Former head of German spy agency slams Merkel's immigration policies

Former head of Germany’s spy agency slams Angela Merkel’s immigration policies as ‘fatal’ and says country is ‘declining politically and economically’

  • Hans-Gerog Maassen, 58, alleges that outgoing German Chancellor Angela Merkel, 66, is leading the country ‘into a decline’ over her immigration policies 
  • He is standing to become an MP for Christian Democratic Union in Thuringia
  • Mrs Merkel will step down after 16 years in power ahead of September elections 

The former head of Germany’s domestic intelligence agency has criticised the country’s leader Angela Merkel over her immigration policies, saying that they are ‘fatal’ and leading the country into a decline. 

Hans-Georg Maassen previously ran the Office for the Protection of the Constitution in Germany for six years before being forced out in 2018 after publicly contradicting the chancellor’s claims that foreigners had been ‘hunted’ in the city of Chemnitz during a bout of unrest. 

The 58-year-old’s remarks at the time, which questioned evidence of such ‘hunts’, nearly led to a break-up of the ruling party. 

Hans-Georg Maassen (pictured) made the claims and is now standing to become an MP for Mrs Merkel’s Christian Democratic Union (CDU) in southern Thuringia.

He went on to cause further controversy in his departure speech from office, with a copy of it being leaked to the public in early November 2018. 

In the speech, he presented himself as a victim to the conspiracy of ‘radical left-wing’ forces in German government, which he claimed was due to his criticism of the government’s migration polices. 

As a result, he was placed in early retirement. 

But, he is making a return to government, and is now standing to become an MP for Mrs Merkel’s Christian Democratic Union (CDU) in southern Thuringia. 

He is standing against Frank Ullrich, 63, a popular figure who won an Olympic gold medal in the biathlon for east Germany, who is representing the Social Democrats.   

In an interview with The Times, Mr Maassen said he was building an alliance within the party with the end goal of picking apart the chancellor’s legacy. 

The German chancellor is set to step down in autumn after 16 years in power, and is currently in the midst of making a series of farewell trips. 

Yesterday, Mrs Merkel, 66, had her final official audience with the Queen following talks with Prime Minister Boris Johnson at Chequers.  

It was the second time they have met within a few weeks, after they were seen together at the G7 summit in Cornwall last month.  

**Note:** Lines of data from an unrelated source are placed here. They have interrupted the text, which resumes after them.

//! Tile placement and composition into the canvas.

mod compositor;
mod placement;

pub use compositor::compose;
pub use placement::{tile_placement, Crop, Placement};
pub mod export;
pub mod ome_tiff;
pub mod raw;
pub mod tile_source;

pub use export::{export_volume, ExportFormat, VolumeExporter, VolumeMetadata};
pub use ome_tiff::OmeTiffExporter;
pub use raw::RawExporter;
pub use tile_source::{load_tile, DiskTileSource, MemoryTileSource, TileSource};
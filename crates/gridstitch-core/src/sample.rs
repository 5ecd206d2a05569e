use std::io::{Seek, Write};

use byteorder::{ByteOrder, LittleEndian};
use bytemuck::Pod;
use image::{ColorType, DynamicImage};
use ndarray::{Array2, ShapeError};
use num_traits::{AsPrimitive, Bounded, Zero};
use serde::{Deserialize, Serialize};
use tiff::encoder::{colortype, TiffEncoder, TiffKind};
use tiff::tags::Tag;
use tiff::TiffResult;

/// Pixel sample type of a tile set, detected from the first tile.
#[derive(Clone, Copy, Debug, PartialEq, Eq, Serialize, Deserialize)]
pub enum SampleType {
    U8,
    U16,
}

impl SampleType {
    /// Map a decoded image's colour type to the sample type it is stitched as.
    pub fn from_color(color: ColorType) -> Option<Self> {
        match color {
            ColorType::L8 | ColorType::La8 | ColorType::Rgb8 | ColorType::Rgba8 => Some(Self::U8),
            ColorType::L16 | ColorType::La16 | ColorType::Rgb16 | ColorType::Rgba16 => {
                Some(Self::U16)
            }
            _ => None,
        }
    }

    pub fn byte_size(self) -> usize {
        match self {
            Self::U8 => 1,
            Self::U16 => 2,
        }
    }

    pub fn name(self) -> &'static str {
        match self {
            Self::U8 => "uint8",
            Self::U16 => "uint16",
        }
    }
}

impl std::fmt::Display for SampleType {
    fn fmt(&self, f: &mut std::fmt::Formatter<'_>) -> std::fmt::Result {
        f.write_str(self.name())
    }
}

/// An unsigned integer sample that tiles and the canvas are stored as.
pub trait Sample:
    Pod + Bounded + Zero + AsPrimitive<f32> + PartialEq + std::fmt::Debug + Send + Sync
{
    const TYPE: SampleType;

    /// Decode the first plane of an image as single-channel samples.
    fn from_image(image: DynamicImage) -> Result<Array2<Self>, ShapeError>;

    /// Clip to the sample range and truncate toward zero.
    fn from_f32_clipped(value: f32) -> Self;

    /// Write samples in little-endian byte order.
    fn write_le<W: Write>(data: &[Self], writer: &mut W) -> std::io::Result<()>;

    /// Append one grayscale page to a TIFF stream.
    fn write_tiff_page<W: Write + Seek, K: TiffKind>(
        encoder: &mut TiffEncoder<W, K>,
        width: u32,
        height: u32,
        data: &[Self],
        description: Option<&str>,
    ) -> TiffResult<()>;
}

macro_rules! impl_sample {
    ($ty:ty, $kind:expr, $to_luma:ident, $tiff_color:ty, $write_le:ident) => {
        impl Sample for $ty {
            const TYPE: SampleType = $kind;

            fn from_image(image: DynamicImage) -> Result<Array2<Self>, ShapeError> {
                let gray = image.$to_luma();
                let (w, h) = gray.dimensions();
                Array2::from_shape_vec((h as usize, w as usize), gray.into_raw())
            }

            fn from_f32_clipped(value: f32) -> Self {
                value.clamp(<$ty>::MIN as f32, <$ty>::MAX as f32) as $ty
            }

            fn write_le<W: Write>(data: &[Self], writer: &mut W) -> std::io::Result<()> {
                $write_le(data, writer)
            }

            fn write_tiff_page<W: Write + Seek, K: TiffKind>(
                encoder: &mut TiffEncoder<W, K>,
                width: u32,
                height: u32,
                data: &[Self],
                description: Option<&str>,
            ) -> TiffResult<()> {
                let mut image = encoder.new_image::<$tiff_color>(width, height)?;
                if let Some(text) = description {
                    image.encoder().write_tag(Tag::ImageDescription, text)?;
                }
                image.write_data(data)
            }
        }
    };
}

fn write_u8_le<W: Write>(data: &[u8], writer: &mut W) -> std::io::Result<()> {
    writer.write_all(data)
}

fn write_u16_le<W: Write>(data: &[u16], writer: &mut W) -> std::io::Result<()> {
    let mut buf = vec![0u8; data.len() * 2];
    LittleEndian::write_u16_into(data, &mut buf);
    writer.write_all(&buf)
}

impl_sample!(u8, SampleType::U8, to_luma8, colortype::Gray8, write_u8_le);
impl_sample!(u16, SampleType::U16, to_luma16, colortype::Gray16, write_u16_le);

Outgoing German Chancellor Angela Merkel and the Queen were pictured together as Mrs Merkel embarks on visits ahead of her departure in August 

‘The CDU has clearly taken a lot of damage over the past 20 years,’ Mr Massen said. ‘It’s become a club for electing the chancellor under the slogan ‘We want Merkel re-elected’, but the actual political and programmatic substance is gone.’

The elections later this year will be watched closely in Germany for signs of how Mrs Merkel’s party will evolve when she steps back.  

Mr Massen added that the country is ‘falling far below [its] potential’. 

‘I have the impression that many people have made their peace with the fact that we are declining ever further politically and economically,’ he said. 

He also criticised Mrs Merkel’s approach to immigration, and her decision to allow around 1.2m migrants into the country in 2015. 

More than one million people applied for asylum in Germany for the first time in 2015-2016 during a pivotal moment in Mrs Merkel’s tenure.

 Mrs Merkel, 66, is due to step down as German Chancellor after 16 years as leader 

But the debate around migration became deeply divisive, eating into public trust in Merkel and even leading to a far-right party – the AfD – gaining a meaningful presence in parliament for the first time since the Nazi regime. 

Headline-grabbing events, such as mass sexual assaults committed against women in Cologne on New Year’s Eve 2015/2016 and a Berlin Christmas market attack in December 2016, also led to a rise in anger directed at migrants.

Last year, she told the annual summer press conference in Berlin that she would  ‘make essentially the same decisions’ if facing the crisis again. 

‘When people are standing at the German-Austrian border or the Hungarian-Austrian border, they have to be treated like human beings,’ she said. 

But, Mr Maassen told the Times that: ‘[Germans] simply cannot understand why ever more people are coming into this country even though they obviously have no right to asylum; why we aren’t deporting them and why politicians just put up with the fact that the people here are falling victim to these migrants.’ 

Mrs Merkel attended a joint news conference with Prime Minister Boris Johnson at Chequers

Some members of the CDU still consider Mr Maassen to be a controversial figure, and have called for his expulsion from the party, alleging he is too close to the far right.   

Germans will head to the polls on Sunday 26 September to elect a new Bundestag.